These attributes are heavily used in **machine learning pipelines**.


In [None]:

arr = np.array([[10, 20, 30], [40, 50, 60]])
print("ndim:", arr.ndim)
print("shape:", arr.shape)
print("size:", arr.size)
print("dtype:", arr.dtype)


## 4. Reshaping & Flattening Arrays

### Explanation
Reshaping allows changing the **structure of data without changing the values**.
Flattening converts multi-dimensional arrays into a single dimension.

This is extremely common while:
- Preparing ML datasets
- Converting matrices to vectors


In [None]:

arr = np.arange(1, 13)
reshaped = arr.reshape(3, 4)
flattened = reshaped.flatten()

print("Reshaped Array:\n", reshaped)
print("Flattened Array:", flattened)


## 5. Basic & Vectorized Operations

### Explanation
NumPy performs **element-wise operations automatically**, known as vectorization.
This eliminates explicit loops and makes the code:
- Shorter
- Faster
- More readable


In [None]:

a = np.array([1, 2, 3])
b = np.array([10, 20, 30])

print(a + b)
print(a * b)
print(a / b)
print(a ** 2)


## 6. Mathematical & Statistical Functions

### Explanation
NumPy includes built-in mathematical and statistical functions that:
- Operate on entire arrays
- Can be applied row-wise or column-wise using `axis`
- Are optimized for performance


In [None]:

data = np.array([[10, 20, 30], [40, 50, 60]])

print("Total Sum:", np.sum(data))
print("Row-wise Sum:", np.sum(data, axis=1))
print("Column-wise Mean:", np.mean(data, axis=0))
print("Standard Deviation:", np.std(data))
print("Minimum:", np.min(data))
print("Maximum:", np.max(data))


## 7. Universal Functions (ufuncs)

### Explanation
Universal functions (ufuncs) apply **element-wise mathematical operations**.
They work much faster than traditional Python loops.

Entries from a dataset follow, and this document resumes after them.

//! # Hotel Reservations
//!
//! Customers, hotels with a finite number of rooms, and reservations that take one room
//! each. Every collection is owned by one [`store_actor::ResourceActor`]; the reservation
//! actor pairs each lifecycle transition with a one-room change at the hotel.
//!
//! - [`model`]: the persisted records and their create/update payloads
//! - [`customer_actor`], [`hotel_actor`], [`reservation_actor`]: entity logic and errors
//! - [`clients`]: typed clients for each actor
//! - [`lifecycle`]: [`ReservationSystem`](lifecycle::ReservationSystem) wiring and
//!   inventory reconciliation
//! - [`config`]: data directory and channel sizing from the environment
//! - [`error`]: the [`ErrorKind`](error::ErrorKind) every store error classifies into

pub mod clients;
pub mod config;
pub mod customer_actor;
pub mod error;
pub mod hotel_actor;
pub mod lifecycle;
pub mod model;
pub mod reservation_actor;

Examples include square root, logarithm, trigonometric functions, etc.


In [None]:

x = np.array([1, 4, 9, 16])

print(np.sqrt(x))
print(np.log(x))
print(np.exp(x))
print(np.sin(x))
print(np.cos(x))


## 8. Indexing & Slicing (1D and 2D)

### Explanation
Indexing allows accessing individual elements.
Slicing allows extracting **subarrays**.

These operations are essential for **data selection and preprocessing**.


In [None]:

arr1 = np.array([10, 20, 30, 40, 50])
arr2 = np.array([[1, 2, 3], [4, 5, 6]])

print(arr1[1:4])
print(arr2[0, 1])
print(arr2[:, 1])
print(arr2[1, :])


## 9. Advanced Indexing – Boolean Indexing

### Explanation
Boolean indexing allows filtering arrays using conditions.
This is widely used in:
- Data analysis
- Cleaning datasets
- Feature selection


In [7]:

arr = np.array([10, 25, 30, 45, 60, 75])

print(arr[arr > 30])
print(arr[(arr > 20) & (arr < 60)])
print(arr[arr % 2 == 0])


[45 60 75]
[25 30 45]
[10 30 60]


## 10. Advanced Indexing – Fancy Indexing

### Explanation
Fancy indexing uses **arrays or lists of indices** to extract elements.
It supports both 1D and 2D arrays.


In [None]:

arr = np.array([100, 200, 300, 400, 500])
indices = [0, 2, 4]
print(arr[indices])

matrix = np.array([[10, 20, 30], [40, 50, 60]])
row_indices = [0, 1]
col_indices = [1, 2]
print(matrix[row_indices, col_indices])


## 11. Iterating Over Arrays

### Explanation
Iteration allows traversing elements of an array.
Although NumPy prefers vectorized operations, iteration is sometimes needed.


In [None]:

arr = np.array([[1, 2], [3, 4]])

for row in arr:
    print(row)

for x in np.nditer(arr, order='F'):
    print(x)


## 12. Joining / Concatenating Arrays

### Explanation
Concatenation combines multiple arrays along a specified axis.
Understanding `axis` is critical for matrix operations.


In [None]:

a = np.array([[1, 2], [3, 4]])
b = np.array([[5, 6], [7, 8]])

print(np.concatenate((a, b), axis=0))
print(np.concatenate((a, b), axis=1))


## 13. Splitting Arrays

### Explanation
Splitting divides an array into multiple sub-arrays.
Useful for batching and cross-validation.


In [8]:

arr = np.arange(1, 13)

print(np.split(arr, 3))
print(np.array_split(arr, 5))


[array([1, 2, 3, 4]), array([5, 6, 7, 8]), array([ 9, 10, 11, 12])]
[array([1, 2, 3]), array([4, 5, 6]), array([7, 8]), array([ 9, 10]), array([11, 12])]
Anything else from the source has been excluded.